··· GIVEN RECORDS

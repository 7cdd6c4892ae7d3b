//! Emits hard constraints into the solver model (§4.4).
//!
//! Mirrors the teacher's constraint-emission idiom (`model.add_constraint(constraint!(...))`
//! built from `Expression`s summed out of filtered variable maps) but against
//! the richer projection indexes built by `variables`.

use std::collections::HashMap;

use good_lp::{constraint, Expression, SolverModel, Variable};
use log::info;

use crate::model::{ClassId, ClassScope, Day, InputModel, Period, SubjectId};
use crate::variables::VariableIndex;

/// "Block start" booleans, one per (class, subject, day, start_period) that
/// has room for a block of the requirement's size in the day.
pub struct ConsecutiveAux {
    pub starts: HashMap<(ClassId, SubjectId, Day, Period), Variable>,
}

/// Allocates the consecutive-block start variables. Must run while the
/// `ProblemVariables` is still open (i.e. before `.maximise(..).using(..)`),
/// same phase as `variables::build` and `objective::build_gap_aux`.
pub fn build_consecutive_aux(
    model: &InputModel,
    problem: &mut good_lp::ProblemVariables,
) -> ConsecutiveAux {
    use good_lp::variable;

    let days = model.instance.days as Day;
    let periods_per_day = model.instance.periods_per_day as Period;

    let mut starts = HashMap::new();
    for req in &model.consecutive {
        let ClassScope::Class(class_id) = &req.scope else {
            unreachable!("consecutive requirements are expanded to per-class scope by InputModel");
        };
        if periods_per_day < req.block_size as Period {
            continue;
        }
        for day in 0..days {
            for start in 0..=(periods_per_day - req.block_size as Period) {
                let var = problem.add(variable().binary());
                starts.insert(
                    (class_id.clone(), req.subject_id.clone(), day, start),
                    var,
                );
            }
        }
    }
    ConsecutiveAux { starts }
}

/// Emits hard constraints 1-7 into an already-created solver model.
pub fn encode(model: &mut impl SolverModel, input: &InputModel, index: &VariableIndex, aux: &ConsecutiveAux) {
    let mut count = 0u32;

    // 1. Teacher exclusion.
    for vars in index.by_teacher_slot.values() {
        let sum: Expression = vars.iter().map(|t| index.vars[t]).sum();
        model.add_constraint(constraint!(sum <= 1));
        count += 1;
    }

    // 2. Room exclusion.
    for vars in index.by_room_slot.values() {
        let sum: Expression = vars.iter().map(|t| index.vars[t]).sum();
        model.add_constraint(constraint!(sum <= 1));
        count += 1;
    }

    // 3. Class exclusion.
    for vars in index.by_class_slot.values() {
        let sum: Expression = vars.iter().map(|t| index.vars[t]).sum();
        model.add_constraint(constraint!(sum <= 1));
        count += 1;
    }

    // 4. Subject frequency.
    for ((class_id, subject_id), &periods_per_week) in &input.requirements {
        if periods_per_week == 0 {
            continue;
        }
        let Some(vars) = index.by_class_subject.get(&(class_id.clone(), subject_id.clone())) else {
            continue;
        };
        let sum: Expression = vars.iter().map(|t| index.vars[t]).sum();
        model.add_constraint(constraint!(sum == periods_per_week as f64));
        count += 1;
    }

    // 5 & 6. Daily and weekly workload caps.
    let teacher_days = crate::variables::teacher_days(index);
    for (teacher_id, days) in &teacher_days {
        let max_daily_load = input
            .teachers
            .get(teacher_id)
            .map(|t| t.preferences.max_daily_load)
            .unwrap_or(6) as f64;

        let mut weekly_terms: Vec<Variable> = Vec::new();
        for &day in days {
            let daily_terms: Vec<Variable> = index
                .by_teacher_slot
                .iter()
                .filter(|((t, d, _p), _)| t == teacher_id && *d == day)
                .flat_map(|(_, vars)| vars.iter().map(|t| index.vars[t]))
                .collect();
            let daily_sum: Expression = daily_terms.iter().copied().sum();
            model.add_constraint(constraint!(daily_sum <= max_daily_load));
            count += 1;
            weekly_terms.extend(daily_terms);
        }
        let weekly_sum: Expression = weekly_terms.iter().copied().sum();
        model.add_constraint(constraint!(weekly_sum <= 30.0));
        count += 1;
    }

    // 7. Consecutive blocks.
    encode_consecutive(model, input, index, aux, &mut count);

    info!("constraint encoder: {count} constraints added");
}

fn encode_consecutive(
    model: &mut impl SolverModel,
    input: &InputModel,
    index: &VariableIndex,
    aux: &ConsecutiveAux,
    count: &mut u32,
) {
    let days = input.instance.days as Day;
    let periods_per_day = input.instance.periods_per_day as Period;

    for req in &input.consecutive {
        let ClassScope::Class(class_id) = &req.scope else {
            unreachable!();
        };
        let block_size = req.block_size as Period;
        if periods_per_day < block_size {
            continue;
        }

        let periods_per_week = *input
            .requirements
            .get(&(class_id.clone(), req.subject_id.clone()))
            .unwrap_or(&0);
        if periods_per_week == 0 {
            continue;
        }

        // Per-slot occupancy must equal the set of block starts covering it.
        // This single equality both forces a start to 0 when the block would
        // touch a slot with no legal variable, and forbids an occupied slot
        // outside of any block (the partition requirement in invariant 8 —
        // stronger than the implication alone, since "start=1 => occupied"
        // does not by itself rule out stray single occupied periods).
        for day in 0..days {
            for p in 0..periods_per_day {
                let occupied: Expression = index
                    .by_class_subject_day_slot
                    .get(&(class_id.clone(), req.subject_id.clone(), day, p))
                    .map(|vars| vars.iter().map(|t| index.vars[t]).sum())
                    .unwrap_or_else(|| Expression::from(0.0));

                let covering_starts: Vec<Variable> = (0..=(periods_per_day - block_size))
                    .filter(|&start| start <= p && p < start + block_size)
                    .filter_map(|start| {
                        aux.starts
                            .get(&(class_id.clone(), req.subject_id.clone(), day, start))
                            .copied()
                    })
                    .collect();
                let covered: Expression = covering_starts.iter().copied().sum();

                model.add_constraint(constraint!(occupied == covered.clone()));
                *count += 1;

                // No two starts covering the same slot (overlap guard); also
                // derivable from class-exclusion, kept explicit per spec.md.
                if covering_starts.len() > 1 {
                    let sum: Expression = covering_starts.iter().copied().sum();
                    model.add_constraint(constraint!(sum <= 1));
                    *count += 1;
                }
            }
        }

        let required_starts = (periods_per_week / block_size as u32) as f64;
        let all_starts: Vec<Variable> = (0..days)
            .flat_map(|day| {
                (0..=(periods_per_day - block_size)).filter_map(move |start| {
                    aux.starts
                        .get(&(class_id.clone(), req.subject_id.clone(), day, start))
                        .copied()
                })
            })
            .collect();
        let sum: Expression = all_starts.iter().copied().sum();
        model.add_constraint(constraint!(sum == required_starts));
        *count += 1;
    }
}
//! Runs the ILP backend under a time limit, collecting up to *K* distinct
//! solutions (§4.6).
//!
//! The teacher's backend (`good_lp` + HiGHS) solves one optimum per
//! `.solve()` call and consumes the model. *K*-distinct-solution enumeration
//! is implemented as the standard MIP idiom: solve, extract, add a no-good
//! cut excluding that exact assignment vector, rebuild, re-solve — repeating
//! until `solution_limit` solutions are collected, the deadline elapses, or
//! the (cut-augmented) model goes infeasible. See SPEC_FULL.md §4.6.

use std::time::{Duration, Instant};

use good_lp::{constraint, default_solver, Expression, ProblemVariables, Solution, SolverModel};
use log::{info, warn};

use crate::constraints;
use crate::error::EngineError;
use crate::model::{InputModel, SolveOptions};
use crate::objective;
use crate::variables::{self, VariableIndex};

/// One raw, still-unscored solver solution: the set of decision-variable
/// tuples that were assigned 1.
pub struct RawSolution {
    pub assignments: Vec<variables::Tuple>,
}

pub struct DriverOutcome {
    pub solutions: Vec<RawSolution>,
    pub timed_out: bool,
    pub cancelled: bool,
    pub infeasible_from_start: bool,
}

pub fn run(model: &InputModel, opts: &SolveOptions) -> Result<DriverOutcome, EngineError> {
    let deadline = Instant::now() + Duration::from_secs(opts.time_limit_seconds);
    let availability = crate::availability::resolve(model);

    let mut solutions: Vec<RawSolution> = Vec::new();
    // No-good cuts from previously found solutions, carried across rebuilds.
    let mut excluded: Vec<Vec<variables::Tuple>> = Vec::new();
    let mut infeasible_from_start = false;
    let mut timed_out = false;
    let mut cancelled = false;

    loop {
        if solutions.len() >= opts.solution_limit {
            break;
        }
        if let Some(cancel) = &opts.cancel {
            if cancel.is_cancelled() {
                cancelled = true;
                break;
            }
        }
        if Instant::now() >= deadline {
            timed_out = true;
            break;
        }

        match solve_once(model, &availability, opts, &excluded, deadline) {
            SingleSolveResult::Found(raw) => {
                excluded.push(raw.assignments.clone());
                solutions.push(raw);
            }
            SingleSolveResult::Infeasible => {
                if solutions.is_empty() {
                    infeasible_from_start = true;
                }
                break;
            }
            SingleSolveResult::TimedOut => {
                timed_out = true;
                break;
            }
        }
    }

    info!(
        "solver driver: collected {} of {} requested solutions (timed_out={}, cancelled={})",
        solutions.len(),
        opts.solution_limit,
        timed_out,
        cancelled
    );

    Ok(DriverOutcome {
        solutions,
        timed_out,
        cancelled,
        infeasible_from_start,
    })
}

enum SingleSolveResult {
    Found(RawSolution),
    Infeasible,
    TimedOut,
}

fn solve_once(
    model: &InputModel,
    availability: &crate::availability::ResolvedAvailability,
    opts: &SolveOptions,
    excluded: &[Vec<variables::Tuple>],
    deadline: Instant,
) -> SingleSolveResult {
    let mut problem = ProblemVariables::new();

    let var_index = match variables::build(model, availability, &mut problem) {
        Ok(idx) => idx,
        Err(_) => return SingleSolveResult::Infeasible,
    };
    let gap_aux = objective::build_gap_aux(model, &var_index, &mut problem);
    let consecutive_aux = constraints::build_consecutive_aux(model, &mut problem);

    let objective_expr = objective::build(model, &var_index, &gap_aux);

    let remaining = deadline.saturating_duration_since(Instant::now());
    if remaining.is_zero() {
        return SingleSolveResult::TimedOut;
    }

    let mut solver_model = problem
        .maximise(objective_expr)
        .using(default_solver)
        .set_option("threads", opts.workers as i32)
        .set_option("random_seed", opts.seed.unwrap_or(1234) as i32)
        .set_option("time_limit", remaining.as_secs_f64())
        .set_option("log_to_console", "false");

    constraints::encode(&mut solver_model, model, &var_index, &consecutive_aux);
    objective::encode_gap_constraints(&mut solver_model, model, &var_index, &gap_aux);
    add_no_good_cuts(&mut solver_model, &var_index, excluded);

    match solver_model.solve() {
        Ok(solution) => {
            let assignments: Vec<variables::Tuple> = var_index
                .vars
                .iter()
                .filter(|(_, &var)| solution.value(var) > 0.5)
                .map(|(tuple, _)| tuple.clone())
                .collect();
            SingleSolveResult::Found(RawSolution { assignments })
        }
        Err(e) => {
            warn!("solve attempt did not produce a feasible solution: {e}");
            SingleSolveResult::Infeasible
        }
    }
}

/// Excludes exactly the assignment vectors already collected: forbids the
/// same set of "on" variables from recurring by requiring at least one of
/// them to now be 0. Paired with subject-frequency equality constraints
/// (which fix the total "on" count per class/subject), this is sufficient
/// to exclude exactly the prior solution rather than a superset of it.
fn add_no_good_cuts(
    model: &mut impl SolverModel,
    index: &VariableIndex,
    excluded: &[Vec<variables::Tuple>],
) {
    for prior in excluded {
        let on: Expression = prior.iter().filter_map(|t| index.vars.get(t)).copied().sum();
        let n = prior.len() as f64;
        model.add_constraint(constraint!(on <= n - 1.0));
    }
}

······
··· GIVEN RECORDS

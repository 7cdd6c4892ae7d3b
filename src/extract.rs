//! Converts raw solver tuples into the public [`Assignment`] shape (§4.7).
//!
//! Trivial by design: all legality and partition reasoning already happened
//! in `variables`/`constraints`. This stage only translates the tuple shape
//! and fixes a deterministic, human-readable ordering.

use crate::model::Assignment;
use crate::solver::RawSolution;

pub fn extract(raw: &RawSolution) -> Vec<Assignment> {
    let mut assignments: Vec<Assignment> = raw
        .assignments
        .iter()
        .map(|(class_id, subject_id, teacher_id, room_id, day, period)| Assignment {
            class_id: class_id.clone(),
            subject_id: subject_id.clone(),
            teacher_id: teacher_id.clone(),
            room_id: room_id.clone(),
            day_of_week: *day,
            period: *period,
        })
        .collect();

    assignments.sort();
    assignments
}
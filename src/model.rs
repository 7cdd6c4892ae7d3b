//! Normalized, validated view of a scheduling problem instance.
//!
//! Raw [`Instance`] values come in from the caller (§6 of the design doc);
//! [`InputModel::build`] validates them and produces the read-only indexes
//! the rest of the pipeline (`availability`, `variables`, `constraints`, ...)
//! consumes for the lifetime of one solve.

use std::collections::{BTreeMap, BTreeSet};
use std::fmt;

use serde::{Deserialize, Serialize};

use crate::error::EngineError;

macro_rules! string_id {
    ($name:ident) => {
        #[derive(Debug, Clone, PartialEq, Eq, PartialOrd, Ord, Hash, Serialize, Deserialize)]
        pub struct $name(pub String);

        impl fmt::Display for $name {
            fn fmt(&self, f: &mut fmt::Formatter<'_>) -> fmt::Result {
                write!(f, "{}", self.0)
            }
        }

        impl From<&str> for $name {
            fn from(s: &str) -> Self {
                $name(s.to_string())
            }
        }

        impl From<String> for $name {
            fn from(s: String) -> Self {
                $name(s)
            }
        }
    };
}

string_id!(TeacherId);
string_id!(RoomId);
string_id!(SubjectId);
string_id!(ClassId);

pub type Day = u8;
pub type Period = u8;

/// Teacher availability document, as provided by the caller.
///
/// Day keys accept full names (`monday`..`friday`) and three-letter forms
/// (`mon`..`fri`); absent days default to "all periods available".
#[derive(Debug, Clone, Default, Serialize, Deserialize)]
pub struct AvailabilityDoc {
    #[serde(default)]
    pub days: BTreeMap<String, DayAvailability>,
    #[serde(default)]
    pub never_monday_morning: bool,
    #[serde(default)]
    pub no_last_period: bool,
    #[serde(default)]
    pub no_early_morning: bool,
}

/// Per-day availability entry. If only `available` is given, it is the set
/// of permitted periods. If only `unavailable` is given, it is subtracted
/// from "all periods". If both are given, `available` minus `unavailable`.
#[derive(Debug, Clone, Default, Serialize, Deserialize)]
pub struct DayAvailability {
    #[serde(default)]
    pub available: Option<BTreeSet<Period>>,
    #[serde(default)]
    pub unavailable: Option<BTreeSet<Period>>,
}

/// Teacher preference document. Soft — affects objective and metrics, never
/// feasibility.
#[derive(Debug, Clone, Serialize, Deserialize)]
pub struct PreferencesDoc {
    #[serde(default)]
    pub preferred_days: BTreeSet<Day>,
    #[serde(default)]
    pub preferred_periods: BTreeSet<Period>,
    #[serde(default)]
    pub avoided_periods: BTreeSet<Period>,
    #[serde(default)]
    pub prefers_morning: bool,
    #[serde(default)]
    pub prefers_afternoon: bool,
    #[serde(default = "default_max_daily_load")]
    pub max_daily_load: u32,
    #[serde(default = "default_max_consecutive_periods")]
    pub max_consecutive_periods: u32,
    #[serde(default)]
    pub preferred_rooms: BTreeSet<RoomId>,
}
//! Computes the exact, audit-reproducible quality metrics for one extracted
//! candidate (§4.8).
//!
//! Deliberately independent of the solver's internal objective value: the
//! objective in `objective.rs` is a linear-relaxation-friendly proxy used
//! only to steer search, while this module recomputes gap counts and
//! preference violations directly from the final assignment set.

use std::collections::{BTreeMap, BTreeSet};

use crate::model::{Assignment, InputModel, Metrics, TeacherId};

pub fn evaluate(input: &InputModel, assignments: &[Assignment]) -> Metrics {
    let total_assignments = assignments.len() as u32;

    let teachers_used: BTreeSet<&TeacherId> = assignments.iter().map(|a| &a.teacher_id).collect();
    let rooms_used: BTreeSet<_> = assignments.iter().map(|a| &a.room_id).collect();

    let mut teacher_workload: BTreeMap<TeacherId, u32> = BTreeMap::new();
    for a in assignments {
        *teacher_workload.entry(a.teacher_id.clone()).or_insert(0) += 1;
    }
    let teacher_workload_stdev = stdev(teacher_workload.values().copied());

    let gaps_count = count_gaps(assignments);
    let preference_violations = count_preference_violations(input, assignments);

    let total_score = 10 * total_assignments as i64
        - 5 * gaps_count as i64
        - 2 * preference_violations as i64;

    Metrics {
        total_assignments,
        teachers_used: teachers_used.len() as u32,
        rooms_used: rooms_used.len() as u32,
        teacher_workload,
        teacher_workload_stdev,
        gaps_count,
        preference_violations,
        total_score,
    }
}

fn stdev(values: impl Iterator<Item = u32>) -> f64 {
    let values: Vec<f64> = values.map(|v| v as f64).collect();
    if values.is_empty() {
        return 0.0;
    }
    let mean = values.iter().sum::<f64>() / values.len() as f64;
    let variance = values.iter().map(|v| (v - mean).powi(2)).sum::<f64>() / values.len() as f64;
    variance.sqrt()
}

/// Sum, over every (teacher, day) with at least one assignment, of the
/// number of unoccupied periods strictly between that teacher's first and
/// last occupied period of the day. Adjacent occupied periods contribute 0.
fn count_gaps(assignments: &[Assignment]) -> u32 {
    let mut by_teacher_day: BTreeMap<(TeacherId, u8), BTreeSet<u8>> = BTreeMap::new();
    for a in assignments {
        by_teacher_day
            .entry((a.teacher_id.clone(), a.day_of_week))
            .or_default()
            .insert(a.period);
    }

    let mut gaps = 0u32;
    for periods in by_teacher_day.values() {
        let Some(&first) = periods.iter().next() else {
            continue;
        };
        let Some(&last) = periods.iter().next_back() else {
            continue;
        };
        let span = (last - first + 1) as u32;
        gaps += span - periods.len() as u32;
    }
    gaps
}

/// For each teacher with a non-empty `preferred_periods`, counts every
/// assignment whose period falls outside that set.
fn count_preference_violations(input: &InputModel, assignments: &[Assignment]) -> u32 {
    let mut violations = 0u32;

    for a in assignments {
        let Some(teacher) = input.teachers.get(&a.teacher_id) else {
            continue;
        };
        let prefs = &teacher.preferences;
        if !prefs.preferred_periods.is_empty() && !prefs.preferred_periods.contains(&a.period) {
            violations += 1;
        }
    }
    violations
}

······

_TASK DIRECTIONS_
Quote the data above from the line containing "impl From<&str> for" to the line containing "string_id!(TeacherId);", inclusive, and stop.

_SOLUTION FOR THIS PROBLEM_
        impl From<&str> for $name {
            fn from(s: &str) -> Self {
                $name(s.to_string())
            }
        }

        impl From<String> for $name {
            fn from(s: String) -> Self {
                $name(s)
            }
        }
    };
}

string_id!(TeacherId);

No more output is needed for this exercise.